Saved entries
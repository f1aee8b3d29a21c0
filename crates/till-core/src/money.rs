//! # Money Module
//!
//! Provides the `Money` type for prices, freight and totals.
//!
//! ## Why f64?
//! ```text
//! ┌─────────────────────────────────────────────────────────────────────────┐
//! │  FIGURES ALREADY QUOTED TO CUSTOMERS                                    │
//! │                                                                         │
//! │  Existing totals were produced with IEEE-754 doubles and no rounding:  │
//! │    freight  = 1000 × volume × (density / 100) × qty                     │
//! │    discount = subtotal × (percentage / 100)                             │
//! │                                                                         │
//! │  Cents would round 10.135 to 10.13 and 123.45000000000002 to 123.45.    │
//! │  Money therefore carries the exact double, in whole currency units,    │
//! │  and every operation below is a single f64 operation in that order.    │
//! │  Presentation (2 decimals, currency symbol) is the caller's business.  │
//! └─────────────────────────────────────────────────────────────────────────┘
//! ```
//!
//! ## Usage
//! ```rust
//! use till_core::money::Money;
//!
//! let price = Money::new(10.0);
//! let line = price.multiply_quantity(3);
//! assert_eq!(line.amount(), 30.0);
//! ```

use serde::{Deserialize, Serialize, Serializer};
use std::iter::Sum;
use std::ops::{Add, AddAssign, Mul, Sub, SubAssign};
use ts_rs::TS;

// =============================================================================
// Money Type
// =============================================================================

/// A monetary amount in whole currency units (`10.0` is ten units).
///
/// ## Design Decisions
/// - **f64**: matches the arithmetic of the figures the engine must reproduce
/// - **Single field tuple struct**: zero-cost wrapper, no accidental mixing
///   with weights or dimensions
/// - **Serializes as a bare number**: whole amounts without a fraction
///   (`{"total": 240}`), anything else as the full double (`10.135`)
///
/// ## Where Money Flows
/// ```text
/// Product.unit_price ──► × quantity ──► subtotal ──► − subtotal × (pct / 100)
///                                                         │
/// freight (per item, floored) ───────────────────────────►+──► total
/// ```
#[derive(Debug, Clone, Copy, PartialEq, PartialOrd, Default, Deserialize, TS)]
#[ts(export)]
pub struct Money(f64);

impl Money {
    /// Creates a Money value from an amount in currency units.
    ///
    /// ## Example
    /// ```rust
    /// use till_core::money::Money;
    ///
    /// let price = Money::new(10.99);
    /// assert_eq!(price.amount(), 10.99);
    /// ```
    #[inline]
    pub const fn new(amount: f64) -> Self {
        Money(amount)
    }

    /// Returns the amount in currency units.
    #[inline]
    pub const fn amount(&self) -> f64 {
        self.0
    }

    /// Returns zero money value.
    #[inline]
    pub const fn zero() -> Self {
        Money(0.0)
    }

    /// Checks if the value is zero.
    #[inline]
    pub fn is_zero(&self) -> bool {
        self.0 == 0.0
    }

    /// Checks if the value is negative (less than zero).
    #[inline]
    pub fn is_negative(&self) -> bool {
        self.0 < 0.0
    }

    /// Checks that the amount is neither NaN nor infinite.
    #[inline]
    pub fn is_finite(&self) -> bool {
        self.0.is_finite()
    }

    /// Multiplies money by a quantity.
    ///
    /// Large quantities lose precision instead of overflowing.
    ///
    /// ## Example
    /// ```rust
    /// use till_core::money::Money;
    ///
    /// let unit_price = Money::new(15.0);
    /// assert_eq!(unit_price.multiply_quantity(4).amount(), 60.0);
    /// ```
    #[inline]
    pub fn multiply_quantity(&self, qty: i64) -> Self {
        Money(self.0 * qty as f64)
    }

    /// `percentage` percent of this amount: `amount × (percentage / 100)`.
    #[inline]
    pub fn percentage_of(&self, percentage: u32) -> Money {
        Money(self.0 * (f64::from(percentage) / 100.0))
    }

    /// Applies a percentage discount and returns the discounted amount.
    ///
    /// ## Example
    /// ```rust
    /// use till_core::money::Money;
    ///
    /// let subtotal = Money::new(90.0);
    /// let discounted = subtotal.apply_percentage_discount(10); // 10% off
    /// assert_eq!(discounted.amount(), 81.0);
    /// ```
    #[inline]
    pub fn apply_percentage_discount(&self, percentage: u32) -> Money {
        *self - self.percentage_of(percentage)
    }
}

// =============================================================================
// Trait Implementations
// =============================================================================

impl Add for Money {
    type Output = Self;

    #[inline]
    fn add(self, other: Self) -> Self {
        Money(self.0 + other.0)
    }
}

impl AddAssign for Money {
    #[inline]
    fn add_assign(&mut self, other: Self) {
        self.0 += other.0;
    }
}

impl Sub for Money {
    type Output = Self;

    #[inline]
    fn sub(self, other: Self) -> Self {
        Money(self.0 - other.0)
    }
}

impl SubAssign for Money {
    #[inline]
    fn sub_assign(&mut self, other: Self) {
        self.0 -= other.0;
    }
}

/// Multiplication by i64 (for quantity calculations).
impl Mul<i64> for Money {
    type Output = Self;

    #[inline]
    fn mul(self, qty: i64) -> Self {
        self.multiply_quantity(qty)
    }
}

impl Sum for Money {
    fn sum<I: Iterator<Item = Money>>(iter: I) -> Self {
        iter.fold(Money::zero(), |acc, m| acc + m)
    }
}

/// Largest magnitude below which every whole f64 is an exact integer (2^53).
const MAX_EXACT_INTEGER: f64 = 9_007_199_254_740_992.0;

impl Serialize for Money {
    fn serialize<S: Serializer>(&self, serializer: S) -> Result<S::Ok, S::Error> {
        if self.0.fract() == 0.0 && self.0.abs() < MAX_EXACT_INTEGER {
            serializer.serialize_i64(self.0 as i64)
        } else {
            serializer.serialize_f64(self.0)
        }
    }
}

impl std::fmt::Display for Money {
    fn fmt(&self, f: &mut std::fmt::Formatter<'_>) -> std::fmt::Result {
        write!(f, "{}", self.0)
    }
}

// =============================================================================
// Unit Tests
// =============================================================================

Your task: Using the data above, reproduce exactly the lines between those holding "iter.fold(Money::zero(), |acc, m|" and "if self.0.fract() == 0.0", inclusive, and no others.

Written response:
        iter.fold(Money::zero(), |acc, m| acc + m)
    }
}

/// Largest magnitude below which every whole f64 is an exact integer (2^53).
const MAX_EXACT_INTEGER: f64 = 9_007_199_254_740_992.0;

impl Serialize for Money {
    fn serialize<S: Serializer>(&self, serializer: S) -> Result<S::Ok, S::Error> {
        if self.0.fract() == 0.0 && self.0.abs() < MAX_EXACT_INTEGER {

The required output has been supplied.